What hinders that from happening? As American Christians we’re surrounded by a culture that emphasizes leisure, success, fairness, notoriety and the like. But the text suggests that suffering is a good part of the process of becoming mature in the Lord. His agenda isn’t to promote a fair and accommodating environment, it’s to produce sons and daughters who are capable of intimate fellowship with God, resulting in an ability to reflect the love of God to a distracted and disinterested world. Along the way the Christian is encouraged to accept the discipline of the Lord recognizing it as a means to a God-inspired end. Such discipline isn’t always fair as we usually use the term. Your pastor may not think you’re ready for a responsibility which you desire. Maybe a promotion that you wanted was given to someone who you deemed less qualified for the job. Or maybe you’ve contracted an illness or sustained an injury or loss of another kind. The question is why does God allow us to suffer? In this instance the answer is to become more like Jesus. There are other reasons as well, but today let’s focus on how the Lord works with and in us in order to perfect our relationship with Him. According to Hebrews pain is part of the process. Physical pain may be necessary, but more likely emotional and mental pain in our American circumstance.
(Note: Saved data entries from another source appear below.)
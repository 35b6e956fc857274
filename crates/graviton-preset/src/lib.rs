//! Preset persistence for the graviton effect.
//!
//! The persistence boundary of the control plane: scenes are TOML files
//! naming everything by stable string keys, converted to and from the
//! engine's [`PresetState`](graviton_engine::PresetState) payload with
//! typed errors for unknown names and clamping for out-of-range values.

pub mod error;
pub mod factory;
pub mod preset;
pub mod schema;

pub use error::PresetError;
pub use factory::{FACTORY_SCENE_NAMES, factory_scene, factory_scenes};
pub use preset::ScenePreset;
pub use schema::{ConnectionRecord, KeyframeRecord};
Stress, failure, unfair treatment, they can all be used to prod us toward maturity in Christ, to being conformed to His image. But the environment of our American culture prompts us to fight for our rights, to contest for equal treatment, to insure our well-being first and foremost, to gain whatever we desire within the confines of the law.
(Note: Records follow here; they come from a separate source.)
//! Preset transition controller: fade out, reset under silence, fade in.
//!
//! Every full-state change (preset load, topology switch) is wrapped in
//! this sequence so stateful DSP is never cleared while audible. The
//! controller only owns the gain envelope; the engine performs the actual
//! reset when [`take_reset_due`](PresetTransition::take_reset_due) fires.

use graviton_core::LinearRamp;

/// Transition fade length, each direction.
pub const TRANSITION_FADE_MS: f32 = 60.0;

/// Where the transition state machine is.
#[derive(Debug, Clone, Copy, PartialEq, Eq, Default)]
pub enum TransitionPhase {
    /// No transition; gain is unity.
    #[default]
    Idle,
    /// Gain ramping toward silence.
    FadingOut,
    /// State has been reset; gain ramping back to unity.
    FadingIn,
}

/// Gain envelope around full-state changes.
pub struct PresetTransition {
    phase: TransitionPhase,
    gain: LinearRamp,
    reset_due: bool,
}

impl PresetTransition {
    /// Idle controller at unity gain.
    pub fn new() -> Self {
        Self {
            phase: TransitionPhase::Idle,
            gain: LinearRamp::new(1.0, 48000.0, TRANSITION_FADE_MS),
            reset_due: false,
        }
    }

    /// Configure for the session sample rate. Resets to idle/unity.
    pub fn prepare(&mut self, sample_rate: f32) {
        self.gain = LinearRamp::new(1.0, sample_rate, TRANSITION_FADE_MS);
        self.phase = TransitionPhase::Idle;
        self.reset_due = false;
    }

    /// Begin (or restart) a transition.
    ///
    /// A request while already fading restarts the fade-out from the
    /// current gain, so gain never jumps above its present level. A pending
    /// reset that has not been consumed yet stays pending.
    pub fn request(&mut self) {
        self.phase = TransitionPhase::FadingOut;
        self.gain.retarget(0.0);
    }

    /// Current phase.
    pub fn phase(&self) -> TransitionPhase {
        self.phase
    }

    /// Current gain value.
    pub fn gain(&self) -> f32 {
        self.gain.value()
    }

    /// Whether a transition is in flight.
    pub fn is_active(&self) -> bool {
        self.phase != TransitionPhase::Idle
    }

    /// Advance the state machine at a block boundary.
    ///
    /// Returns `true` exactly once per transition, at the moment gain has
    /// settled at silence: the caller must reset DSP state now, before the
    /// fade-in starts.
    pub fn take_reset_due(&mut self) -> bool {
        match self.phase {
            TransitionPhase::FadingOut if self.gain.is_settled() && self.gain.value() == 0.0 => {
                self.phase = TransitionPhase::FadingIn;
                self.gain.retarget(1.0);
                self.reset_due = true;
            }
            TransitionPhase::FadingIn if self.gain.is_settled() => {
                self.phase = TransitionPhase::Idle;
            }
            _ => {}
        }
        core::mem::take(&mut self.reset_due)
    }

    /// Apply the per-sample transition gain to a stereo block. Unity (and
    /// ramp-free) when idle.
    pub fn apply_gain(&mut self, left: &mut [f32], right: &mut [f32]) {
        if self.phase == TransitionPhase::Idle {
            return;
        }
        let n = left.len().min(right.len());
        for i in 0..n {
            let gain = self.gain.next();
            left[i] *= gain;
            right[i] *= gain;
        }
    }
}

impl Default for PresetTransition {
    fn default() -> Self {
        Self::new()
    }
}

#[cfg(test)]
mod tests {
    use super::*;

    const BLOCK: usize = 128;

    fn run_block(t: &mut PresetTransition) -> (bool, f32) {
        let reset = t.take_reset_due();
        let mut l = [1.0f32; BLOCK];
        let mut r = [1.0f32; BLOCK];
        t.apply_gain(&mut l, &mut r);
        let peak = l.iter().fold(0.0f32, |p, s| p.max(s.abs()));
        (reset, peak)
    }

    #[test]
    fn idle_is_unity_and_never_resets() {
        let mut t = PresetTransition::new();
        t.prepare(48000.0);
        for _ in 0..10 {
            let (reset, peak) = run_block(&mut t);
            assert!(!reset);
            assert_eq!(peak, 1.0);
        }
    }

    #[test]
    fn full_cycle_fades_resets_once_then_returns_to_unity() {
        let mut t = PresetTransition::new();
        t.prepare(48000.0);
        t.request();

        let mut resets = 0;
        let mut max_peak: f32 = 0.0;
        for _ in 0..100 {
            let (reset, peak) = run_block(&mut t);
            if reset {
                resets += 1;
                // Reset fires only once gain has settled at silence.
                assert_eq!(t.phase(), TransitionPhase::FadingIn);
            }
            max_peak = max_peak.max(peak);
            if !t.is_active() {
                break;
            }
        }
        assert_eq!(resets, 1);
        assert_eq!(t.phase(), TransitionPhase::Idle);
        // Never exceeds the pre-fade amplitude.
        assert!(max_peak <= 1.0 + 1e-6);

        let (_, peak) = run_block(&mut t);
        assert_eq!(peak, 1.0);
    }

    #[test]
    fn second_request_mid_fade_restarts_without_spike() {
        let mut t = PresetTransition::new();
        t.prepare(48000.0);
        t.request();

        // Part-way down, ask again.
        for _ in 0..5 {
            run_block(&mut t);
        }
        let gain_at_rerequest = t.gain();
        t.request();
        assert_eq!(t.phase(), TransitionPhase::FadingOut);
        assert!(t.gain() <= gain_at_rerequest + 1e-6);

        let mut resets = 0;
        for _ in 0..120 {
            let (reset, peak) = run_block(&mut t);
            if reset {
                resets += 1;
            }
            assert!(peak <= 1.0 + 1e-6);
            if !t.is_active() {
                break;
            }
        }
        assert_eq!(resets, 1);
        assert_eq!(t.phase(), TransitionPhase::Idle);
    }

    #[test]
    fn request_during_fade_in_fades_back_out_from_current_gain() {
        let mut t = PresetTransition::new();
        t.prepare(48000.0);
        t.request();

        // Drive to the fade-in phase.
        let mut reached_fade_in = false;
        for _ in 0..60 {
            run_block(&mut t);
            if t.phase() == TransitionPhase::FadingIn {
                reached_fade_in = true;
                break;
            }
        }
        assert!(reached_fade_in);

        // Partial fade-in, then a new request.
        for _ in 0..5 {
            run_block(&mut t);
        }
        let gain = t.gain();
        assert!(gain > 0.0 && gain < 1.0);
        t.request();
        assert_eq!(t.phase(), TransitionPhase::FadingOut);

        // Completes a second full cycle with exactly one more reset.
        let mut resets = 0;
        for _ in 0..120 {
            let (reset, _) = run_block(&mut t);
            if reset {
                resets += 1;
            }
            if !t.is_active() {
                break;
            }
        }
        assert_eq!(resets, 1);
    }
}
I’m not suggesting that we shouldn’t be participating members of this society. Nor is the acquisition of things essentially wrong. What I’m pointing out is that it isn’t the goal set before us in scripture. The goal is to be conformed, to be transformed from something we were to something else altogether. Sons and daughters of God reflect the Lord in what they do and what they say. And that reflection is the result of an active relationship with the Lord. I don’t say this as someone who’s been perfected; my maturity in Christ is an ongoing process that I continue to pursue. However I can say that reversals of fortune have often proved to be the means used by the Father to draw me closer to Him, and to find my way on a path toward maturity in Christ. And maturity in Christ is what it’s all about. Securing a higher rung on the ladder of success won’t carry a lot of weight before the throne. And a better understanding of the Lord in the “here and now” provides a more solid foundation for living regardless of the circumstances. Those of us who have a lot won’t depend on it for their wellbeing, and those who don’t have much will be assured that the Lord of all will provide. Knowing God in this intimate and personal way will sustain us, but getting there requires submitting to the process of maturity which can often be painful. God is for us but He doesn’t flinch from using adverse circumstances to secure His goal for our lives. And the result is the “peaceful fruit of righteousness” that makes all the pain worthwhile.